TAMPA, Fla. (AP) - Jameis Winston is eager to get to work for the Tampa Bay Buccaneers.
The 2013 Heisman Trophy winner signed a four-year, $23.35 million contract Friday, less than 24 hours after being selected with the first pick of the NFL draft.
A person familiar with the contract, who spoke on condition of anonymity because the terms were not made public, said more than $16.6 million of the deal, which includes an option for a fifth year, is guaranteed.
Winston said he was glad to have ''the contract stuff out of the way,'' adding he hoped to get his hands on the team's playbook and start working as soon as possible.
''This whole thing has been long for me,'' the quarterback said of the months-long draft process.
''Football is what I'm here for,'' Winston added. ''I can't wait.''
Talks began Thursday, when the Bucs selected the former Florida State star, despite questions about off-the-field issues that threatened to undermine Winston's spot in the draft.
Bucs general manager Jason Licht said the speedy conclusion with the contract was a reflection of how elated the team is to have Winston, as well as the quarterback's excitement with being picked by Tampa Bay.
''It shows us that he wants us as much as we wanted him,'' Licht said.
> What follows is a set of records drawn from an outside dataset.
// =========================================================================
// FFI Error Type
// =========================================================================

#[derive(Debug, thiserror::Error, uniffi::Error)]
pub enum ClinicaError {
    #[error("Database error: {0}")]
    DatabaseError(String),

    #[error("Not found: {0}")]
    NotFound(String),

    #[error("Unknown patient: {0}")]
    UnknownPatient(String),

    #[error("Invalid input: {0}")]
    InvalidInput(String),

    #[error("Precondition failed: {0}")]
    PreconditionFailed(String),

    #[error("Request in flight: {0}")]
    RequestInFlight(String),
}

impl From<ClientError> for ClinicaError {
    fn from(e: ClientError) -> Self {
        let msg = e.to_string();
        match e {
            ClientError::Validation(_) => ClinicaError::InvalidInput(msg),
            ClientError::NotFound { .. } => ClinicaError::NotFound(msg),
            ClientError::UnknownPatient { .. } => ClinicaError::UnknownPatient(msg),
            ClientError::PreconditionFailed(_) => ClinicaError::PreconditionFailed(msg),
            ClientError::RequestInFlight => ClinicaError::RequestInFlight(msg),
            ClientError::Storage(_) => ClinicaError::DatabaseError(msg),
        }
    }
}

impl From<clinica_core::ServiceError> for ClinicaError {
    fn from(e: clinica_core::ServiceError) -> Self {
        ClientError::from(e).into()
    }
}

impl From<clinica_core::DbError> for ClinicaError {
    fn from(e: clinica_core::DbError) -> Self {
        ClinicaError::DatabaseError(e.to_string())
    }
}

impl<T> From<std::sync::PoisonError<T>> for ClinicaError {
    fn from(e: std::sync::PoisonError<T>) -> Self {
        ClinicaError::DatabaseError(format!("Lock poisoned: {}", e))
    }
}

// =========================================================================
// Factory Functions (exported to FFI)
// =========================================================================

/// Open or create a clinic database at the given path.
#[uniffi::export]
pub fn open_clinic(path: String) -> Result<Arc<ClinicaClient>, ClinicaError> {
    let db = Database::open(&path)?;
    Ok(Arc::new(ClinicaClient {
        db: Arc::new(Mutex::new(db)),
    }))
}

/// Create an in-memory clinic database (for testing).
#[uniffi::export]
pub fn open_clinic_in_memory() -> Result<Arc<ClinicaClient>, ClinicaError> {
    let db = Database::open_in_memory()?;
    Ok(Arc::new(ClinicaClient {
        db: Arc::new(Mutex::new(db)),
    }))
}

/// Install the tracing subscriber, honoring `RUST_LOG` when set.
///
/// Safe to call more than once; only the first call takes effect.
#[uniffi::export]
pub fn init_logging() {
    use tracing_subscriber::EnvFilter;

    let _ = tracing_subscriber::fmt()
        .with_env_filter(
            EnvFilter::try_from_default_env().unwrap_or_else(|_| EnvFilter::new("info")),
        )
        .try_init();
}

// =========================================================================
// Main API Object
// =========================================================================

/// Thread-safe database wrapper for FFI.
#[derive(uniffi::Object)]
pub struct ClinicaClient {
    db: Arc<Mutex<Database>>,
}

#[uniffi::export]
impl ClinicaClient {
    // =========================================================================
    // Patient Operations
    // =========================================================================

    /// Validate and create a patient.
    pub fn create_patient(&self, payload: FfiNewPatient) -> Result<FfiPatient, ClinicaError> {
        let db = self.db.lock()?;
        let service = ClinicService::new(&db);
        let patient = service.create_patient(&payload.into())?;
        Ok(patient.into())
    }

    /// Validate and update a patient by id.
    pub fn update_patient(
        &self,
        id: i64,
        payload: FfiNewPatient,
    ) -> Result<FfiPatient, ClinicaError> {
        let db = self.db.lock()?;
        let service = ClinicService::new(&db);
        let patient = service.update_patient(id, &payload.into())?;
        Ok(patient.into())
    }

    /// Delete a patient and, by cascade, its dependent records.
    pub fn delete_patient(&self, id: i64) -> Result<(), ClinicaError> {
        let db = self.db.lock()?;
        let service = ClinicService::new(&db);
        service.delete_patient(id)?;
        Ok(())
    }

    /// Get a patient by id.
    pub fn get_patient(&self, id: i64) -> Result<FfiPatient, ClinicaError> {
        let db = self.db.lock()?;
        let service = ClinicService::new(&db);
        let patient = service.get_patient(id)?;
        Ok(patient.into())
    }

    /// Get a patient with every dependent record attached.
    pub fn get_patient_details(&self, id: i64) -> Result<FfiPatientDetails, ClinicaError> {
        let db = self.db.lock()?;
        let service = ClinicService::new(&db);
        let details = service.get_patient_details(id)?;
        Ok(details.into())
    }

    /// One page of the patient list, ascending id order.
    pub fn list_patients(
        &self,
        page: u32,
        page_size: u32,
        active_only: bool,
        tipo_sangre: Option<String>,
    ) -> Result<FfiPatientPage, ClinicaError> {
        let db = self.db.lock()?;
        let service = ClinicService::new(&db);
        let filter = PatientFilter {
            active_only,
            tipo_sangre,
        };
        let result = service.list_patients(page, page_size, &filter)?;
        Ok(result.into())
    }

    /// Every patient with an exact blood-type token.
    pub fn get_patients_by_blood_type(
        &self,
        tipo: String,
    ) -> Result<Vec<FfiPatient>, ClinicaError> {
        let db = self.db.lock()?;
        let service = ClinicService::new(&db);
        let patients = service.get_patients_by_blood_type(&tipo)?;
        Ok(patients.into_iter().map(|p| p.into()).collect())
    }

    // =========================================================================
    // Appointment Operations
    // =========================================================================

    /// Validate and create an appointment for a patient.
    pub fn create_appointment(
        &self,
        patient_id: i64,
        payload: FfiNewAppointment,
    ) -> Result<FfiAppointment, ClinicaError> {
        let db = self.db.lock()?;
        let service = ClinicService::new(&db);
        let cita = service.create_appointment(patient_id, &payload.into())?;
        Ok(cita.into())
    }

    /// Validate and update an appointment by id.
    pub fn update_appointment(
        &self,
        id: i64,
        payload: FfiNewAppointment,
    ) -> Result<FfiAppointment, ClinicaError> {
        let db = self.db.lock()?;
        let service = ClinicService::new(&db);
        let cita = service.update_appointment(id, &payload.into())?;
        Ok(cita.into())
    }

    /// Delete an appointment.
    pub fn delete_appointment(&self, id: i64) -> Result<(), ClinicaError> {
        let db = self.db.lock()?;
        let service = ClinicService::new(&db);
        service.delete_appointment(id)?;
        Ok(())
    }

    /// All appointments of one patient.
    pub fn get_appointments_by_patient(
        &self,
        patient_id: i64,
    ) -> Result<Vec<FfiAppointment>, ClinicaError> {
        let db = self.db.lock()?;
        let service = ClinicService::new(&db);
        let citas = service.get_appointments_by_patient(patient_id)?;
        Ok(citas.into_iter().map(|c| c.into()).collect())
    }

    /// All appointments on one exact date, across patients.
    pub fn get_appointments_by_date(
        &self,
        fecha: String,
    ) -> Result<Vec<FfiAppointment>, ClinicaError> {
        let db = self.db.lock()?;
        let service = ClinicService::new(&db);
        let citas = service.get_appointments_by_date(&fecha)?;
        Ok(citas.into_iter().map(|c| c.into()).collect())
    }

    /// Count of appointments whose estatus is 'Cancelada'.
    pub fn count_cancelled_appointments(&self) -> Result<u64, ClinicaError> {
        let db = self.db.lock()?;
        let service = ClinicService::new(&db);
        Ok(service.count_cancelled_appointments()?)
    }

    // =========================================================================
    // Treatment Operations
    // =========================================================================

    /// Validate and create a treatment for a patient.
    pub fn create_treatment(
        &self,
        patient_id: i64,
        payload: FfiNewTreatment,
    ) -> Result<FfiTreatment, ClinicaError> {
        let db = self.db.lock()?;
        let service = ClinicService::new(&db);
        let treatment = service.create_treatment(patient_id, &payload.into())?;
        Ok(treatment.into())
    }

    /// Validate and update a treatment by id.
    pub fn update_treatment(
        &self,
        id: i64,
        payload: FfiNewTreatment,
    ) -> Result<FfiTreatment, ClinicaError> {
        let db = self.db.lock()?;
        let service = ClinicService::new(&db);
        let treatment = service.update_treatment(id, &payload.into())?;
        Ok(treatment.into())
    }

    /// Delete a treatment.
    pub fn delete_treatment(&self, id: i64) -> Result<(), ClinicaError> {
        let db = self.db.lock()?;
        let service = ClinicService::new(&db);
        service.delete_treatment(id)?;
        Ok(())
    }

    /// All treatments of one patient.
    pub fn get_treatments_by_patient(
        &self,
        patient_id: i64,
    ) -> Result<Vec<FfiTreatment>, ClinicaError> {
        let db = self.db.lock()?;
        let service = ClinicService::new(&db);
        let treatments = service.get_treatments_by_patient(patient_id)?;
        Ok(treatments.into_iter().map(|t| t.into()).collect())
    }

    /// Treatments whose diagnosis contains the query, case-insensitively.
    pub fn get_treatments_by_diagnosis(
        &self,
        query: String,
    ) -> Result<Vec<FfiTreatment>, ClinicaError> {
        let db = self.db.lock()?;
        let service = ClinicService::new(&db);
        let treatments = service.get_treatments_by_diagnosis(&query)?;
        Ok(treatments.into_iter().map(|t| t.into()).collect())
    }

    // =========================================================================
    // Medication Operations
    // =========================================================================

    /// Validate and create a medication for a patient.
    pub fn create_medication(
        &self,
        patient_id: i64,
        payload: FfiNewMedication,
    ) -> Result<FfiMedication, ClinicaError> {
        let db = self.db.lock()?;
        let service = ClinicService::new(&db);
        let medication = service.create_medication(patient_id, &payload.into())?;
        Ok(medication.into())
    }

    /// Validate and update a medication by id.
    pub fn update_medication(
        &self,
        id: i64,
        payload: FfiNewMedication,
    ) -> Result<FfiMedication, ClinicaError> {
        let db = self.db.lock()?;
        let service = ClinicService::new(&db);
        let medication = service.update_medication(id, &payload.into())?;
        Ok(medication.into())
    }

    /// Delete a medication.
    pub fn delete_medication(&self, id: i64) -> Result<(), ClinicaError> {
        let db = self.db.lock()?;
        let service = ClinicService::new(&db);
        service.delete_medication(id)?;
        Ok(())
    }

    /// All medications of one patient.
    pub fn get_medications_by_patient(
        &self,
        patient_id: i64,
    ) -> Result<Vec<FfiMedication>, ClinicaError> {
        let db = self.db.lock()?;
        let service = ClinicService::new(&db);
        let medications = service.get_medications_by_patient(patient_id)?;
        Ok(medications.into_iter().map(|m| m.into()).collect())
    }

    // =========================================================================
    // Session Objects
    // =========================================================================

    /// Start an incremental loader over the patient list.
    pub fn paged_patients(
        &self,
        active_only: bool,
        tipo_sangre: Option<String>,
        page_size: u32,
    ) -> Arc<PagedPatients> {
        let filter = PatientFilter {
            active_only,
            tipo_sangre,
        };
        Arc::new(PagedPatients {
            pager: PatientPager::new(Arc::clone(&self.db), filter, page_size),
        })
    }

    /// Start a wizard session that will insert a new patient.
    pub fn creation_wizard(&self) -> Arc<CreationWizard> {
        Arc::new(CreationWizard {
            session: WizardSession::create(Arc::clone(&self.db)),
        })
    }

    /// Start a wizard session over an existing patient.
    pub fn edit_wizard(&self, patient_id: i64) -> Arc<CreationWizard> {
        Arc::new(CreationWizard {
            session: WizardSession::edit(Arc::clone(&self.db), patient_id),
        })
    }
}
Licht later reiterated the Bucs are confident Winston is a young man who has made some mistakes off the field, but is not a bad person.
The quarterback was accused of sexually assaulting a former Florida State student, though he was never arrested or charged in the case. He also made headlines when he was cited for shoplifting crab legs from a supermarket and suspended for one game last season after climbing on a table on campus and shouting an obscenity.
The crab legs incident was back in the spotlight Thursday night after Winston posted a picture of himself on Instagram posing in a No. 3 Buccaneers jersey while holding a tray of crab legs a friend provided for his draft party in his hometown of Bessemer, Alabama.
Winston later deleted the photo from his account.
''I was just saying thanks to a friend,'' Winston said, adding that reaction to the photo on social media caught him by surprise.
Asked his reaction, Licht joked: ''The world knows - and Tampa definitely knows - Jameis loves crab legs.''
The Bucs said they don't intend to implement any special measures to ensure Winston avoids trouble off the field.
''We are not bringing anyone in. We don't really need any mentors or anything like that. ... We wouldn't bring anyone in that needs to be babysat or anything like that. That's not the case with Jameis,'' coach Lovie Smith said.
Licht and Smith both expect veterans in the locker room, as well as others who ''really care about or organization'' to help Winston get acclimated to being a professional. The young quarterback already has a relationship with Hall of Famer Derrick Brooks and several other former Bucs living in the area.
''Jameis is his own man and Jameis is going to heed the advice of a lot of veterans. I'm sure of it. I've had discussions with him about that,'' Licht said. ''Jameis is going to be his own man. He has to find his own way, just like all of our players.''
Florida State coach Jimbo Fisher traveled to Winston's hometown to be with his former player on draft night. He, too, is confident that the 21-year-old is ready to flourish on and off the field.
''I think we know more about him than we do any player in this draft, because I think he went through scrutiny, he went through people doubting his character, his playing, what he does. Every part of his life has been picked apart,'' Fisher told The Associated Press.
''How guys react when they get to that, you don't know. Hopefully they'll handle it and the other guys do, too. But what he has done so far, I think we know more about him than we do anybody else in the draft.''
Fisher is also convinced Winston will be just fine handling the pressure of playing quarterback in the NFL.
''It's going to be a challenge because there's going to be high expectations. But the thing about it, wherever he's been, there's been high expectations. The day he became the starter. The day he came to school. After winning the national championship, after winning the Heisman. It's always a challenge,'' Fisher said.
''Every day you get up, you've got to realize that. That's never going away,'' the FSU coach added. ''The quicker he accepts that, the quicker he'll move on from that. The big key for him right now is to not worry about the results ... how many wins I have.''
The Bucs don't have any concerns, either, about how he'll cope with pressure associated with being a player expected to lead a turnaround.
''There are big expectations. It's one of the things with Jameis that set him apart. He can play in some pressure, now. He plays best in the clutch,'' Licht said.
''You saw him in tough pressured situations (in college), and when you get a chance to talk with him, he kind of relishes that role,'' Smith said. ''He has a lot of confidence in himself and what he can do in his role on the football team. Again, every time you talk to him, you see that a little bit.''
AP Pro Football Writer Barry Wilner in Chicago and AP Sports Writer John Zenor in Bessemer, Ala., contributed to this report.